The final tale is quite different in tone, however, and seems to aim more for a bit of Guinea Pig nastiness, though Yami Douga doesn’t even have enough of a budget to pull the gore off properly. Here, a pregnant woman is mildly – for this particular genre – abused by yakuza, drugged, and then made to commit suicide on camera. Eventually, the camera lingers on a tasteless but unconvincing foetus until the instant grudge karma gets the yakuza off-camera, while we continue looking at the rubber thing for half a minute or so, with yakuza screaming in the background and some grudge-y CGI vapours rocking around the foetus. All of which rubs badly against the good-natured creepiness of the other segments but does suggest that Kodama likes a bit of variety, which can only be a good thing in a series this long and simply structured. I also can’t help but admire the chutzpah needed to go for the final shot of the story.

Tuesday, July 23, 2019

In short: Hitokowa (2012)

As anyone interested in Japanese horror made in the last twenty years or so will probably know, the country has a particular love for creating urban legends - and yes, there’s consequently also a heap of creepypasta, for early-style creepypasta really is the urban legend’s twin sibling. Cue an old-fartish whinge about too much of creepypasta today having turned into horror writing that’s not good enough for the actual horror market instead of being a thing all of its own here, if you wish.

Anyway, given this love, it’s no surprise that there are quite a few Japanese movie anthologies made for the local home video market either based directly on actual urban legends or aiming for their tone very directly. Much of this stuff unfortunately doesn’t make its way to the West, so watching a little anthology movie like Hitokowa, with its very short tales of horror shot on the cheap that might induce yawns in the Japanese audience it is actually made for, looks comparatively fresh to my eyes that have been less flooded with this stuff.

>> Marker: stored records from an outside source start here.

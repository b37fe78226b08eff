//! Common test utilities for backbone integration tests
//!
//! Fixtures are written to a temporary directory so the tests go through the
//! same file-based entry points as the command line.
use backbone::core::ProviderRegistry;
use backbone::taxonomy::Source;
use backbone::{Config, Taxonomy};
use std::path::{Path, PathBuf};
use tempfile::TempDir;

pub const HEADER: &str = "taxonID,scientificName,scientificNameAuthorship,taxonomicStatus,taxonRank,parentNameUsageID,acceptedNameUsageID,nomenclaturalCode,kingdom,family";

/// Test environment that manages temporary directories and cleanup
pub struct TestEnvironment {
    _temp_dir: TempDir,
    pub root: PathBuf,
}

impl TestEnvironment {
    pub fn new() -> Self {
        let temp_dir = TempDir::new().expect("Failed to create temp dir");
        let root = temp_dir.path().to_path_buf();
        TestEnvironment {
            _temp_dir: temp_dir,
            root,
        }
    }

    /// Get a path within the test environment
    pub fn path(&self, relative: &str) -> PathBuf {
        self.root.join(relative)
    }

    pub fn write(&self, relative: &str, contents: &str) -> PathBuf {
        let path = self.path(relative);
        if let Some(parent) = path.parent() {
            std::fs::create_dir_all(parent).expect("Failed to create fixture dir");
        }
        std::fs::write(&path, contents).expect("Failed to write fixture");
        path
    }

    pub fn write_providers(&self, json: &str) -> PathBuf {
        self.write("providers.json", json)
    }

    /// Write a source CSV with the standard header and return it as a `Source`
    pub fn write_source(&self, provider: &str, name: &str, rows: &[&str]) -> Source {
        let contents = format!("{}\n{}\n", HEADER, rows.join("\n"));
        let path = self.write(&format!("sources/{}", name), &contents);
        Source::new(provider, path)
    }
}

pub fn quiet_config() -> Config {
    let mut config = Config::default();
    config.performance.progress = false;
    config
}

/// Load and resolve the given sources into a finalized taxonomy
pub fn build_taxonomy(providers: &Path, sources: &[Source]) -> Taxonomy {
    let registry = ProviderRegistry::load(providers).expect("Failed to load providers");
    let mut taxonomy = Taxonomy::new(quiet_config(), registry);
    taxonomy.load(sources).expect("Failed to load sources");
    taxonomy.resolve().expect("Failed to resolve taxonomy");
    taxonomy
}

/// Taxon identifiers of the representative instances, sorted
#[allow(dead_code)]
pub fn representative_ids(taxonomy: &Taxonomy) -> Vec<String> {
    let mut ids: Vec<String> = taxonomy
        .representatives()
        .into_iter()
        .map(|id| taxonomy.instance(id).taxon_id.clone())
        .collect();
    ids.sort();
    ids
}

/// A small plant and animal backbone from a single provider
#[allow(dead_code)]
pub fn sample_rows() -> Vec<&'static str> {
    vec![
        "P,Plantae,,accepted,kingdom,,,ICN,,",
        "A,Animalia,,accepted,kingdom,,,ICZN,,",
        "F1,Asteraceae,,accepted,family,P,,ICN,Plantae,",
        "F2,Fabaceae,,accepted,family,P,,ICN,Plantae,",
        "F3,Tenebrionidae,,accepted,family,A,,ICZN,Animalia,",
        "F4,Orchidaceae,,accepted,family,P,,ICN,Plantae,",
        "G1,Simsia,Pers.,accepted,genus,F1,,ICN,Plantae,Asteraceae",
        "G2,Simsia,Champion,accepted,genus,F3,,ICZN,Animalia,Tenebrionidae",
        "G3,Acacia,Mill.,accepted,genus,F2,,ICN,Plantae,Fabaceae",
        "S1,Acacia dealbata,Link,accepted,species,G3,,ICN,Plantae,Fabaceae",
        "Y1,Racosperma dealbatum,(Link) Pedley,synonym,species,,S1,ICN,Plantae,Fabaceae",
        "G4,Thelymitra,Sw.,accepted,genus,F4,,ICN,Plantae,Orchidaceae",
        "S3,Thelymitra pauciflora,R.Br.,accepted,species,G4,,ICN,Plantae,Orchidaceae",
    ]
}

Apparently (this one’s a bit too minor to trust the IMDB and other sources completely) directed by Kazuto Kodama, the sixty minute film contains a surprising number of tales between five and fifteen minutes in length, generally with plots that really sound and feel a lot like actual urban legends, or are tone-perfect replicas of such (I loathe the term “fakelore”). So you get the tale of the schoolgirl who accidentally texts her romantic SMS to the wrong guy and pays for it (because in the land of urban legends, there’s always a serial killer on the other side of electronic communications), the young woman – most of the protagonists are young women – who googles her name and finds something really rather creepy, and so on and so forth, all presented with just enough worldbuilding and characterization not to be completely bland but absolutely focused on telling the creepy tale and get out.

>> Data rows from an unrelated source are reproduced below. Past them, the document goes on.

#[cfg(test)]
mod tests {
    use super::*;
    use crate::bio::{NameAnalyser, TaxonomicRank};
    use crate::core::rules::{MatchTaxonCondition, NameMatchType};
    use pretty_assertions::assert_eq;

    const PROVIDERS: &str = r#"[
        {
            "id": "base",
            "defaultScore": 120,
            "unrankedStrategy": "SYNONYMS_INFER",
            "forbidden": [
                {"type": "match", "taxonomicStatus": "misapplied"}
            ],
            "adjustments": [
                {"condition": {"type": "match", "taxonRank": "genus"}, "adjustment": 30}
            ]
        },
        {
            "id": "apc",
            "parent": "base",
            "specificScores": {"Acacia": 200, "Eucalyptus regnans": 300},
            "owner": ["Plantae"],
            "defaultNomenclaturalCode": "botanical"
        },
        {
            "id": "afd",
            "defaultScore": 80,
            "discardStrategy": "synonymTranslation"
        }
    ]"#;

    fn instance(name: &str, status: TaxonomicStatus) -> TaxonConceptInstance {
        let analysed = NameAnalyser::new()
            .analyse(Some(NomenclaturalCode::Botanical), name, None, None)
            .unwrap();
        let rank = analysed.implied_rank().unwrap_or(TaxonomicRank::Genus);
        let mut key = analysed.key;
        key.rank = rank;
        let mut instance = TaxonConceptInstance::new("T", 0, name, status, key);
        instance.rank = rank;
        instance
    }

    #[test]
    fn test_registry_order_and_inheritance() {
        let registry = ProviderRegistry::from_json(PROVIDERS).unwrap();
        assert_eq!(registry.len(), 3);
        assert_eq!(registry.index_of("apc"), Some(1));

        let apc = registry.by_id("apc").unwrap();
        assert_eq!(apc.default_score, 120);
        assert_eq!(apc.unranked_strategy, UnrankedStrategy::SynonymsInfer);
        assert_eq!(apc.adjuster.forbidden.len(), 1);
        assert_eq!(apc.default_code, Some(NomenclaturalCode::Botanical));

        let afd = registry.by_id("afd").unwrap();
        assert_eq!(afd.default_score, 80);
        assert_eq!(afd.unranked_strategy, UnrankedStrategy::None);
        assert_eq!(afd.discard_strategy, DiscardStrategy::SynonymTranslation);
    }

    #[test]
    fn test_specific_scores() {
        let registry = ProviderRegistry::from_json(PROVIDERS).unwrap();
        let apc = registry.by_id("apc").unwrap();
        assert_eq!(
            apc.specific_score(&instance("Eucalyptus regnans", TaxonomicStatus::Accepted)),
            Some(300)
        );
        assert_eq!(
            apc.specific_score(&instance("Acacia dealbata", TaxonomicStatus::Accepted)),
            Some(200)
        );
        assert_eq!(
            apc.specific_score(&instance("Banksia serrata", TaxonomicStatus::Accepted)),
            None
        );
    }

    #[test]
    fn test_score_owned_forbidden_adjusted() {
        let registry = ProviderRegistry::from_json(PROVIDERS).unwrap();
        let apc = registry.by_id("apc").unwrap();

        let owned = instance("Plantae", TaxonomicStatus::Accepted);
        assert_eq!(apc.score(100, &owned), (MAX_SCORE, None));

        let misapplied = instance("Acacia dealbata", TaxonomicStatus::Misapplied);
        let (score, reason) = apc.score(100, &misapplied);
        assert_eq!(score, MIN_SCORE);
        assert_eq!(reason.as_deref(), Some("taxonomicStatus:misapplied"));

        let genus = instance("Acacia", TaxonomicStatus::Accepted);
        assert_eq!(apc.score(100, &genus), (130, None));

        assert_eq!(apc.score(990, &genus), (MAX_SCORE, None));
    }

    #[test]
    fn test_config_errors() {
        let unknown_parent = r#"[{"id": "a", "parent": "nope"}]"#;
        assert!(matches!(
            ProviderRegistry::from_json(unknown_parent),
            Err(BackboneError::Config(_))
        ));

        let duplicate = r#"[{"id": "a"}, {"id": "a"}]"#;
        assert!(matches!(
            ProviderRegistry::from_json(duplicate),
            Err(BackboneError::Config(_))
        ));

        let looped = r#"[{"id": "a", "parent": "b"}, {"id": "b", "parent": "a"}]"#;
        assert!(matches!(
            ProviderRegistry::from_json(looped),
            Err(BackboneError::Config(_))
        ));

        let bad_regex = r#"[{"id": "a", "forbidden": [
            {"type": "match", "scientificName": "(", "matchType": "regex"}
        ]}]"#;
        assert!(matches!(
            ProviderRegistry::from_json(bad_regex),
            Err(BackboneError::Config(_))
        ));

        let bad_field = r#"[{"id": "a", "forbidden": [{"type": "match", "colour": "red"}]}]"#;
        assert!(matches!(
            ProviderRegistry::from_json(bad_field),
            Err(BackboneError::Config(_))
        ));
    }

    #[test]
    fn test_unranked_strategy() {
        assert!(UnrankedStrategy::AllInfer.infer_rank());
        assert!(!UnrankedStrategy::Synonyms.infer_rank());
        assert!(UnrankedStrategy::All.reassigns(TaxonomicStatus::Accepted));
        assert!(UnrankedStrategy::Synonyms.reassigns(TaxonomicStatus::HeterotypicSynonym));
        assert!(!UnrankedStrategy::Synonyms.reassigns(TaxonomicStatus::InferredAccepted));
        assert!(UnrankedStrategy::InferredAndSynonyms.reassigns(TaxonomicStatus::InferredAccepted));
        assert!(!UnrankedStrategy::None.reassigns(TaxonomicStatus::Synonym));
        let strategy: UnrankedStrategy = serde_json::from_str("\"INFERRED_AND_SYNONYMS_INFER\"").unwrap();
        assert_eq!(strategy, UnrankedStrategy::InferredAndSynonymsInfer);
    }

    #[test]
    fn test_builder_and_ensure() {
        let mut registry = ProviderRegistry::new();
        let adjuster = ScoreAdjuster::new().forbid_when(
            MatchTaxonCondition::default()
                .with_scientific_name("Acacia", NameMatchType::Exact)
                .build()
                .unwrap(),
        );
        registry
            .add(NameProvider::new("a", 0).with_default_score(150).with_adjuster(adjuster))
            .unwrap();
        assert_eq!(registry.ensure("a"), 0);
        assert_eq!(registry.ensure("inferred"), 1);
        assert_eq!(registry.get(1).unwrap().default_score, DEFAULT_SCORE);
    }
}
use crate::bio::rank::{NameType, NomenclaturalCode, TaxonomicRank};
use serde::{Deserialize, Serialize};
use std::cmp::Ordering;
use std::fmt;
use std::hash::{Hash, Hasher};

/// Comparable key for a scientific name.
///
/// Equality, hashing and ordering use the code, the upper-case name, the rank and
/// the normalised author, in that order. The name type travels with the key but
/// does not distinguish two keys.
#[derive(Debug, Clone, Serialize, Deserialize)]
pub struct NameKey {
    pub code: Option<NomenclaturalCode>,
    pub scientific_name: String,
    pub authorship: Option<String>,
    pub rank: TaxonomicRank,
    pub name_type: NameType,
}

impl NameKey {
    pub fn new(
        code: Option<NomenclaturalCode>,
        scientific_name: impl Into<String>,
        authorship: Option<String>,
        rank: TaxonomicRank,
        name_type: NameType,
    ) -> Self {
        Self {
            code,
            scientific_name: scientific_name.into(),
            authorship: authorship.filter(|a| !a.is_empty()),
            rank,
            name_type,
        }
    }

    /// Same key without the author
    pub fn to_name_key(&self) -> NameKey {
        NameKey {
            authorship: None,
            ..self.clone()
        }
    }

    /// Same key without author or rank
    pub fn to_unranked_key(&self) -> NameKey {
        NameKey {
            authorship: None,
            rank: TaxonomicRank::Unranked,
            ..self.clone()
        }
    }

    /// Same key without the nomenclatural code
    pub fn to_uncoded_key(&self) -> NameKey {
        NameKey {
            code: None,
            ..self.clone()
        }
    }

    pub fn is_formal(&self) -> bool {
        self.code.is_some() && self.name_type.is_formal()
    }

    pub fn is_unranked(&self) -> bool {
        self.rank.is_unranked()
    }

    pub fn is_unauthored(&self) -> bool {
        self.authorship.is_none()
    }

    /// Copy with the code filled in when absent
    pub fn with_default_code(mut self, code: Option<NomenclaturalCode>) -> Self {
        if self.code.is_none() {
            self.code = code;
        }
        self
    }
}

impl PartialEq for NameKey {
    fn eq(&self, other: &Self) -> bool {
        self.code == other.code
            && self.scientific_name == other.scientific_name
            && self.rank == other.rank
            && self.authorship == other.authorship
    }
}

impl Eq for NameKey {}

impl Hash for NameKey {
    fn hash<H: Hasher>(&self, state: &mut H) {
        self.code.hash(state);
        self.scientific_name.hash(state);
        self.rank.hash(state);
        self.authorship.hash(state);
    }
}

impl Ord for NameKey {
    fn cmp(&self, other: &Self) -> Ordering {
        self.code
            .cmp(&other.code)
            .then_with(|| self.scientific_name.cmp(&other.scientific_name))
            .then_with(|| self.rank.cmp(&other.rank))
            .then_with(|| self.authorship.cmp(&other.authorship))
    }
}

impl PartialOrd for NameKey {
    fn partial_cmp(&self, other: &Self) -> Option<Ordering> {
        Some(self.cmp(other))
    }
}

impl fmt::Display for NameKey {
    fn fmt(&self, f: &mut fmt::Formatter<'_>) -> fmt::Result {
        let code = self.code.map(|c| c.acronym()).unwrap_or("-");
        write!(f, "{}:{}", code, self.scientific_name)?;
        if let Some(author) = &self.authorship {
            write!(f, ":{}", author)?;
        }
        write!(f, ":{}", self.rank)
    }
}

#[cfg(test)]
mod tests {
    use super::*;
    use std::collections::HashSet;

    fn key(name: &str, author: Option<&str>, rank: TaxonomicRank) -> NameKey {
        NameKey::new(
            Some(NomenclaturalCode::Botanical),
            name,
            author.map(str::to_string),
            rank,
            NameType::Scientific,
        )
    }

    #[test]
    fn test_equality_ignores_name_type() {
        let a = key("ACACIA DEALBATA", Some("Link"), TaxonomicRank::Species);
        let mut b = a.clone();
        b.name_type = NameType::Informal;
        assert_eq!(a, b);

        let mut set = HashSet::new();
        set.insert(a);
        assert!(set.contains(&b));
    }

    #[test]
    fn test_views() {
        let a = key("ACACIA DEALBATA", Some("Link"), TaxonomicRank::Species);
        assert!(a.to_name_key().is_unauthored());
        assert!(a.to_unranked_key().is_unranked());
        assert_eq!(a.to_uncoded_key().code, None);
        assert!(a.is_formal());
        assert!(!a.to_uncoded_key().is_formal());
    }

    #[test]
    fn test_empty_author_is_none() {
        let a = key("ACACIA", Some(""), TaxonomicRank::Genus);
        assert!(a.is_unauthored());
    }

    #[test]
    fn test_ordering() {
        let a = key("ACACIA", None, TaxonomicRank::Genus);
        let b = key("ACACIA DEALBATA", None, TaxonomicRank::Species);
        let c = key("ACACIA DEALBATA", Some("Link"), TaxonomicRank::Species);
        let mut keys = vec![c.clone(), b.clone(), a.clone()];
        keys.sort();
        assert_eq!(keys, vec![a, b, c]);
    }
}
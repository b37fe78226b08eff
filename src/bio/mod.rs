pub mod name_key;
pub mod names;
pub mod rank;

pub use name_key::NameKey;
pub use names::{AnalysedName, NameAnalyser, NameMarker};
pub use rank::{NameType, NomenclaturalCode, TaxonomicGroup, TaxonomicRank, TaxonomicStatus};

Visually, the thing looks about as cheap as it probably is, but Kodama is a deft enough director to milk the simple stories and simple camera set-ups he can afford for as much as they are worth, never letting a tale overstay its welcome and certainly presenting each tales’ twist with a certain verve. An additional attraction for my tastes is the film’s location work, setting these short, bleak yet fun tales in the least glamorous places in Japan, poky apartments, and drab streets, which provides a degree of the strange veracity an urban legend needs much better than anything more glitzy would.